(Saved data entries)
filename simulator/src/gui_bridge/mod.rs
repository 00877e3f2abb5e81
pub mod bridge;
pub mod model;
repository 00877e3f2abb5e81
use crate::prelude::{LocalPoint, ReportError, ReportResult, Vector3};
use serde::{Deserialize, Serialize};

/// Field footprint in meters. X spans the width, Y spans the length.
#[derive(Debug, Clone, Copy, Serialize, Deserialize)]
pub struct FieldDimensions {
    pub width: f64,
    pub length: f64,
}

impl FieldDimensions {
    pub fn half_width(&self) -> f64 {
        self.width / 2.0
    }

    pub fn half_length(&self) -> f64 {
        self.length / 2.0
    }
}

/// One illuminance sample in local coordinates.
#[derive(Debug, Clone, Serialize, Deserialize)]
pub struct CalculationPoint {
    pub id: u32,
    pub x: f64,
    pub y: f64,
    /// Horizontal illuminance (lux).
    pub eh: f64,
    /// Vertical illuminance (lux), absent in most survey dumps.
    #[serde(default, skip_serializing_if = "Option::is_none")]
    pub ev: Option<f64>,
    /// Candela value, when the survey provides it.
    #[serde(default, skip_serializing_if = "Option::is_none")]
    pub cd: Option<f64>,
}

/// Mast position with a reference to its aiming direction.
#[derive(Debug, Clone, Serialize, Deserialize)]
pub struct LightPoint {
    pub id: u32,
    pub x: f64,
    pub y: f64,
    pub mast_height: f64,
    #[serde(default, skip_serializing_if = "Option::is_none")]
    pub direction_id: Option<u32>,
    pub tilt: f64,
}

/// Aiming direction: either an explicit line (mast position, aiming point)
/// or a bare vector when the survey stores no line geometry.
#[derive(Debug, Clone, Serialize, Deserialize)]
pub struct Direction {
    pub id: u32,
    #[serde(default, skip_serializing_if = "Option::is_none")]
    pub vector: Option<Vector3>,
    #[serde(default)]
    pub aiming_line: Vec<LocalPoint>,
}

/// Building wall face as a polyline in local coordinates.
#[derive(Debug, Clone, Serialize, Deserialize)]
pub struct BuildingFacade {
    pub label: String,
    pub line: Vec<LocalPoint>,
}

/// Anchor for projecting local coordinates to geography. `field_bearing`
/// is the compass bearing (degrees clockwise from true north) of the
/// local Y+ axis.
#[derive(Debug, Clone, Copy, Serialize, Deserialize)]
pub struct GeoCenter {
    pub lng: f64,
    pub lat: f64,
    pub field_bearing: f64,
}

/// The already-deserialized survey report consumed by the engine.
#[derive(Debug, Clone, Serialize, Deserialize)]
pub struct ReportPayload {
    pub field: FieldDimensions,
    pub points: Vec<CalculationPoint>,
    pub masts: Vec<LightPoint>,
    pub directions: Vec<Direction>,
    pub facades: Vec<BuildingFacade>,
    pub geo_center: GeoCenter,
}

impl ReportPayload {
    /// Rejects payloads the engine cannot give meaning to. Missing optional
    /// geometry is not an error; it is skipped downstream.
    pub fn validate(&self) -> ReportResult<()> {
        if !(self.field.width > 0.0 && self.field.length > 0.0) {
            return Err(ReportError::InvalidField(format!(
                "width {} x length {}",
                self.field.width, self.field.length
            )));
        }
        if !self.geo_center.field_bearing.is_finite() {
            return Err(ReportError::InvalidGeoCenter(format!(
                "bearing {}",
                self.geo_center.field_bearing
            )));
        }
        if !(self.geo_center.lat.abs() <= 90.0) {
            return Err(ReportError::InvalidGeoCenter(format!(
                "latitude {}",
                self.geo_center.lat
            )));
        }
        Ok(())
    }

    /// Resolves the point a mast aims at: the second vertex of the
    /// direction's aiming line when present, otherwise the direction
    /// vector, otherwise nothing.
    pub fn aiming_target(&self, mast: &LightPoint) -> Option<LocalPoint> {
        let direction_id = mast.direction_id?;
        let direction = self.directions.iter().find(|d| d.id == direction_id)?;
        if direction.aiming_line.len() >= 2 {
            return Some(direction.aiming_line[1]);
        }
        direction
            .vector
            .map(|v| LocalPoint::new(v.x, v.y))
    }
}

#[cfg(test)]
mod tests {
    use super::*;

    fn payload_with(directions: Vec<Direction>, masts: Vec<LightPoint>) -> ReportPayload {
        ReportPayload {
            field: FieldDimensions {
                width: 68.0,
                length: 105.0,
            },
            points: Vec::new(),
            masts,
            directions,
            facades: Vec::new(),
            geo_center: GeoCenter {
                lng: 7.18433015,
                lat: 52.33465923,
                field_bearing: 323.7,
            },
        }
    }

    fn mast(direction_id: Option<u32>) -> LightPoint {
        LightPoint {
            id: 19,
            x: -39.45,
            y: 57.15,
            mast_height: 16.0,
            direction_id,
            tilt: 10.0,
        }
    }

    #[test]
    fn validate_rejects_non_positive_field() {
        let mut payload = payload_with(Vec::new(), Vec::new());
        payload.field.width = 0.0;
        assert!(matches!(
            payload.validate(),
            Err(ReportError::InvalidField(_))
        ));
    }

    #[test]
    fn validate_rejects_out_of_range_latitude() {
        let mut payload = payload_with(Vec::new(), Vec::new());
        payload.geo_center.lat = 95.0;
        assert!(matches!(
            payload.validate(),
            Err(ReportError::InvalidGeoCenter(_))
        ));
    }

    #[test]
    fn aiming_target_prefers_line_over_vector() {
        let direction = Direction {
            id: 19,
            vector: Some(Vector3 {
                x: 1.0,
                y: 2.0,
                z: 0.0,
            }),
            aiming_line: vec![LocalPoint::new(-39.45, 57.15), LocalPoint::new(-28.84, 46.55)],
        };
        let payload = payload_with(vec![direction], vec![mast(Some(19))]);
        let target = payload.aiming_target(&payload.masts[0]).unwrap();
        assert_eq!(target, LocalPoint::new(-28.84, 46.55));
    }

    #[test]
    fn aiming_target_falls_back_to_vector() {
        let direction = Direction {
            id: 19,
            vector: Some(Vector3 {
                x: -24.45,
                y: -0.37,
                z: 0.0,
            }),
            aiming_line: Vec::new(),
        };
        let payload = payload_with(vec![direction], vec![mast(Some(19))]);
        let target = payload.aiming_target(&payload.masts[0]).unwrap();
        assert_eq!(target, LocalPoint::new(-24.45, -0.37));
    }

    #[test]
    fn aiming_target_skips_mast_without_direction() {
        let payload = payload_with(Vec::new(), vec![mast(None)]);
        assert!(payload.aiming_target(&payload.masts[0]).is_none());
    }
}
//! Geometric coordinate engine for the lighting-survey report platform.
//!
//! The modules reconcile three coordinate frames (local field frame,
//! geographic frame, screen frame) and provide the illuminance color
//! mapping; everything is a pure synchronous transform apart from the
//! caller-owned [`scene::SceneCache`].

pub mod color;
pub mod geo;
pub mod grid;
pub mod overlay;
pub mod prelude;
pub mod report;
pub mod scene;
pub mod screen;
pub mod telemetry;

pub use prelude::{LocalPoint, ReportError, ReportResult, Vector3};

[Problem description]
Would you tally the lines above holding "illuminance" and reply with the total alone?

[Your response]
4